However, if we take these knee-jerk reactions, are we not simply allowing this crisis to hasten the demise of our businesses, and let our employees take the brunt of it all? It is lamentable to think that each time the business suffer losses, employees find themselves jobless. This could be prevented.
Employees' compensation and benefits does not account for the majority of the operational expenses (as most finance managers would present in corporate meetings). Competent and loyal employees are assets that needed to be protected and nurtured because they help the bottom line.
Have you even considered looking at your recession scorecard? There is a better remedy to this crisis without necessarily laying-off employees. Use better and accurate performance management systems that will monitor and manage your business KPIs (Key Performance Indicators) by using Balanced Scorecard or BSC. This way, you can better formulate corporate strategies that will shelter you from the effects of the economic downturn.

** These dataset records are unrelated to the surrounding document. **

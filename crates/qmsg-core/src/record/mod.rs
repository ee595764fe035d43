//! Typed message records.
//!
//! A record type binds three things at compile time: its serde layout, a
//! static `Schema` (field names, kinds, required flags) and an optional wire
//! tag. The registry and codec only ever look at these declarations.

pub mod mac;
pub mod schema;

use std::any::{Any, TypeId};
use std::fmt;

use serde::de::DeserializeOwned;
use serde::Serialize;
use serde_json::Value;

use crate::error::{QmsgError, Result, ValidationErrors};
use crate::protocol::codec;

pub use mac::MacAddress;
pub use schema::{Field, FieldKind, Mode, Schema};

/// An application record that can travel through the queue.
///
/// ```ignore
/// static FANCY_EVENT: Schema = Schema {
///     tag: Some("FancyEvent"),
///     fields: &[
///         Field::required("uuid_field", FieldKind::Uuid),
///         Field::optional("string_field", FieldKind::String),
///     ],
/// };
///
/// impl Record for FancyEvent {
///     fn schema() -> &'static Schema {
///         &FANCY_EVENT
///     }
/// }
/// ```
pub trait Record: Serialize + DeserializeOwned + fmt::Debug + Send + Sync + 'static {
    fn schema() -> &'static Schema;

    /// Build a record from loose fields, rejecting unknown and missing ones.
    fn from_fields(fields: Value) -> Result<Self> {
        let Value::Object(map) = fields else {
            let mut errors = ValidationErrors::new();
            errors.add("_schema", "Invalid input type.");
            return Err(QmsgError::InvalidRecord(errors));
        };
        let cleaned = Self::schema()
            .validate(&map, Mode::Strict)
            .map_err(QmsgError::InvalidRecord)?;
        serde_json::from_value(Value::Object(cleaned)).map_err(|e| {
            let mut errors = ValidationErrors::new();
            errors.add("_schema", e.to_string());
            QmsgError::InvalidRecord(errors)
        })
    }
}

/// Object-safe view of a record, used once the concrete type is erased.
pub trait AnyRecord: Any + fmt::Debug + Send + Sync {
    fn as_any(&self) -> &dyn Any;
    fn into_any(self: Box<Self>) -> Box<dyn Any>;
    fn type_name(&self) -> &'static str;
}

impl<R: Record> AnyRecord for R {
    fn as_any(&self) -> &dyn Any {
        self
    }

    fn into_any(self: Box<Self>) -> Box<dyn Any> {
        self
    }

    fn type_name(&self) -> &'static str {
        std::any::type_name::<R>()
    }
}

type DecodeFn = fn(&str) -> Result<Box<dyn AnyRecord>>;

/// Registry-time descriptor of a record type.
#[derive(Clone, Copy)]
pub struct RecordType {
    type_id: TypeId,
    type_name: &'static str,
    schema: &'static Schema,
    tag: Option<&'static str>,
    decode: DecodeFn,
}

impl RecordType {
    pub fn of<R: Record>() -> Self {
        Self {
            type_id: TypeId::of::<R>(),
            type_name: std::any::type_name::<R>(),
            schema: R::schema(),
            tag: R::schema().tag(),
            decode: decode_erased::<R>,
        }
    }

    /// Register under `tag` instead of the schema's declared tag.
    pub fn tagged(mut self, tag: &'static str) -> Self {
        self.tag = Some(tag);
        self
    }

    pub fn type_id(&self) -> TypeId {
        self.type_id
    }

    pub fn type_name(&self) -> &'static str {
        self.type_name
    }

    pub fn schema(&self) -> &'static Schema {
        self.schema
    }

    pub fn tag(&self) -> Option<&'static str> {
        self.tag
    }

    pub fn decode(&self, payload: &str) -> Result<Box<dyn AnyRecord>> {
        (self.decode)(payload)
    }
}

impl fmt::Debug for RecordType {
    fn fmt(&self, f: &mut fmt::Formatter<'_>) -> fmt::Result {
        f.debug_struct("RecordType")
            .field("type_name", &self.type_name)
            .field("tag", &self.tag)
            .finish()
    }
}

fn decode_erased<R: Record>(payload: &str) -> Result<Box<dyn AnyRecord>> {
    let record: R = codec::decode(payload)?;
    Ok(Box::new(record))
}

/// A decoded inbound record together with the tag it arrived under.
#[derive(Debug)]
pub struct DecodedRecord {
    tag: String,
    record: Box<dyn AnyRecord>,
}

impl DecodedRecord {
    pub fn new(tag: impl Into<String>, record: Box<dyn AnyRecord>) -> Self {
        Self {
            tag: tag.into(),
            record,
        }
    }

    pub fn tag(&self) -> &str {
        &self.tag
    }

    pub fn type_name(&self) -> &'static str {
        self.record.type_name()
    }

    pub fn is<R: Record>(&self) -> bool {
        self.record.as_any().is::<R>()
    }

    pub fn downcast_ref<R: Record>(&self) -> Option<&R> {
        self.record.as_any().downcast_ref::<R>()
    }

    /// Take ownership of the concrete record, `None` on a type mismatch.
    pub fn downcast<R: Record>(self) -> Option<R> {
        self.record.into_any().downcast::<R>().ok().map(|record| *record)
    }
}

Balanced Scorecard: A Performance Management Alternative
The Balanced Scorecard gives CEOs, business owners, and managers an indication of the performance of a business organization based on the degree to which various stakeholder needs are satisfied; it presents the organization from the perspective of internal and external customers, employees, and shareholders.

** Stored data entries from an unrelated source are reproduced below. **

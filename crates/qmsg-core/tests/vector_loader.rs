//! JSON test vector loader for header tests.

#![allow(clippy::unwrap_used)]
#![allow(clippy::expect_used)]
#![allow(clippy::panic)]

use std::collections::BTreeMap;
use std::fs;

use serde::Deserialize;

#[derive(Debug, Deserialize)]
pub struct HeaderVector {
    pub description: String,
    pub attributes: BTreeMap<String, String>,
    #[serde(default)]
    pub expect: Option<serde_json::Value>,
    #[serde(default)]
    pub expect_error: Option<ExpectError>,
}

#[derive(Debug, Deserialize)]
pub struct ExpectError {
    pub code: String,
}

pub fn load(name: &str) -> HeaderVector {
    let s = fs::read_to_string(format!("tests/vectors/{name}")).unwrap();
    serde_json::from_str(&s).unwrap()
}
//! Per-epoch population counts and trait statistics.

use crate::animal::{Species, TRAIT_NAMES};
use crate::food::FoodKind;
use crate::genetics::MatingTally;
use ndarray::{Array2, Array3, Array4, Axis};
use serde::{Deserialize, Serialize};
use std::path::Path;

/// Traits aggregated per species
pub const TRAIT_COUNT: usize = TRAIT_NAMES.len();
/// Index of the mean in the last tensor axis
pub const MEAN: usize = 0;
/// Index of the standard deviation in the last tensor axis
pub const STD: usize = 1;

/// Event counters accumulated over one epoch
#[derive(Clone, Debug, Default, PartialEq, Serialize, Deserialize)]
pub struct EpochEvents {
    pub births: u64,
    pub kills: u64,
    pub deaths_old_age: u64,
    pub deaths_starvation: u64,
    pub matings: MatingTally,
    /// Moves abandoned after every retry hit an occupied cell
    pub forfeited_moves: u64,
    /// Cycle steps executed before quiescence or the cap
    pub cycle_steps: u32,
}

impl EpochEvents {
    pub fn deaths(&self) -> u64 {
        self.kills + self.deaths_old_age + self.deaths_starvation
    }
}

/// Statistics snapshot taken at the end of an epoch
#[derive(Clone, Debug, Serialize, Deserialize)]
pub struct EpochStats {
    /// Epochs completed when the snapshot was taken
    pub epoch: u64,
    /// Live food per kind, in configuration order
    pub food_counts: Vec<usize>,
    /// Live animals per species, in configuration order
    pub animal_counts: Vec<usize>,
    /// (species, trait, [mean, std])
    pub traits: Array3<f64>,
    pub events: EpochEvents,
}

impl EpochStats {
    pub fn population(&self) -> usize {
        self.animal_counts.iter().sum()
    }
}

/// Mean and population standard deviation of every trait, per species.
///
/// `samples` pairs a species column with that animal's trait vector.
/// Species without samples keep zeros.
pub fn process_statistics(samples: &[(usize, [f64; TRAIT_COUNT])], species_count: usize) -> Array3<f64> {
    let mut out = Array3::<f64>::zeros((species_count, TRAIT_COUNT, 2));
    let mut counts = vec![0usize; species_count];

    for (species, values) in samples {
        counts[*species] += 1;
        for (t, v) in values.iter().enumerate() {
            out[[*species, t, MEAN]] += v;
        }
    }
    for (s, &n) in counts.iter().enumerate() {
        if n == 0 {
            continue;
        }
        for t in 0..TRAIT_COUNT {
            out[[s, t, MEAN]] /= n as f64;
        }
    }

    for (species, values) in samples {
        for (t, v) in values.iter().enumerate() {
            let d = v - out[[*species, t, MEAN]];
            out[[*species, t, STD]] += d * d;
        }
    }
    for (s, &n) in counts.iter().enumerate() {
        if n == 0 {
            continue;
        }
        for t in 0..TRAIT_COUNT {
            out[[s, t, STD]] = (out[[s, t, STD]] / n as f64).sqrt();
        }
    }

    out
}

/// Time series of epoch snapshots
#[derive(Clone, Debug, Default, Serialize, Deserialize)]
pub struct StatsHistory {
    /// Column order of `animal_counts` and trait tensors
    pub species: Vec<Species>,
    /// Column order of `food_counts`
    pub foods: Vec<FoodKind>,
    /// All recorded stats snapshots, oldest first
    pub snapshots: Vec<EpochStats>,
}

impl StatsHistory {
    pub fn new(species: Vec<Species>, foods: Vec<FoodKind>) -> Self {
        Self {
            species,
            foods,
            snapshots: Vec::new(),
        }
    }

    /// Record a stats snapshot
    pub fn record(&mut self, stats: EpochStats) {
        self.snapshots.push(stats);
    }

    pub fn len(&self) -> usize {
        self.snapshots.len()
    }

    pub fn is_empty(&self) -> bool {
        self.snapshots.is_empty()
    }

    pub fn latest(&self) -> Option<&EpochStats> {
        self.snapshots.last()
    }

    /// First species whose latest count is at or below `threshold`
    pub fn collapsed_species(&self, threshold: usize) -> Option<Species> {
        let latest = self.latest()?;
        self.species
            .iter()
            .zip(&latest.animal_counts)
            .find(|(_, &count)| count <= threshold)
            .map(|(&species, _)| species)
    }

    /// Epochs x (food kinds, then species) population counts
    pub fn population_matrix(&self) -> Array2<usize> {
        let cols = self.foods.len() + self.species.len();
        Array2::from_shape_fn((self.snapshots.len(), cols), |(i, j)| {
            let s = &self.snapshots[i];
            if j < self.foods.len() {
                s.food_counts[j]
            } else {
                s.animal_counts[j - self.foods.len()]
            }
        })
    }

    /// Epochs x species x traits x [mean, std]
    pub fn trait_tensor(&self) -> Array4<f64> {
        let mut tensor =
            Array4::<f64>::zeros((self.snapshots.len(), self.species.len(), TRAIT_COUNT, 2));
        for (i, s) in self.snapshots.iter().enumerate() {
            tensor.index_axis_mut(Axis(0), i).assign(&s.traits);
        }
        tensor
    }

    /// Get population of one species over time
    pub fn population_series(&self, species: Species) -> Vec<(u64, usize)> {
        match self.species.iter().position(|&s| s == species) {
            Some(col) => self
                .snapshots
                .iter()
                .map(|s| (s.epoch, s.animal_counts[col]))
                .collect(),
            None => Vec::new(),
        }
    }

    /// Get amount of one food kind over time
    pub fn food_series(&self, kind: FoodKind) -> Vec<(u64, usize)> {
        match self.foods.iter().position(|&k| k == kind) {
            Some(col) => self
                .snapshots
                .iter()
                .map(|s| (s.epoch, s.food_counts[col]))
                .collect(),
            None => Vec::new(),
        }
    }

    /// Mating attempts summed over every snapshot
    pub fn mating_totals(&self) -> MatingTally {
        let mut total = MatingTally::new();
        for s in &self.snapshots {
            total.births += s.events.matings.births;
            total.refused += s.events.matings.refused;
            total.no_space += s.events.matings.no_space;
        }
        total
    }

    /// Format a snapshot as a one-line summary
    pub fn summary(&self, stats: &EpochStats) -> String {
        let mut line = format!("E:{:5} | Pop:{:5}", stats.epoch, stats.population());
        for (species, count) in self.species.iter().zip(&stats.animal_counts) {
            line.push_str(&format!(" | {}:{:4}", species, count));
        }
        for (kind, count) in self.foods.iter().zip(&stats.food_counts) {
            line.push_str(&format!(" | {}:{:4}", kind, count));
        }
        line.push_str(&format!(
            " | Births:{} Deaths:{} Kills:{}",
            stats.events.births,
            stats.events.deaths(),
            stats.events.kills
        ));
        line
    }

    /// Save history to a JSON file
    pub fn save<P: AsRef<Path>>(&self, path: P) -> std::io::Result<()> {
        let json = serde_json::to_string(self)?;
        std::fs::write(path, json)
    }

    /// Load history from a JSON file
    pub fn load<P: AsRef<Path>>(path: P) -> std::io::Result<Self> {
        let json = std::fs::read_to_string(path)?;
        serde_json::from_str(&json).map_err(|e| std::io::Error::new(std::io::ErrorKind::InvalidData, e))
    }
}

Robert S. Kaplan and David P. Norton, among the proponents of these strategic concepts, give a better definition:
"Balanced scorecard provides managers with the instrumentation they need to navigate to future competitive success. Today, organizations are competing in complex environments so that an accurate understanding of their goals and the methods for attaining those goals is vital. Balance scorecard translates an organization's mission and strategy into a comprehensive set of performance measures that provides the framework for a strategic measurement and management system. It retains an emphasis on achieving financial objective but also includes the performance drivers of these financial objectives. The scorecard measures organizational performance across four balanced perspectives: financial, customers, internal business processes, and learning and growth. It enables companies to track financial results while simultaneously monitoring progress in building the capabilities and acquiring the intangible assets they need for future growth." (The Balanced Score Card: Translating Strategy into Action, pp. 1-3)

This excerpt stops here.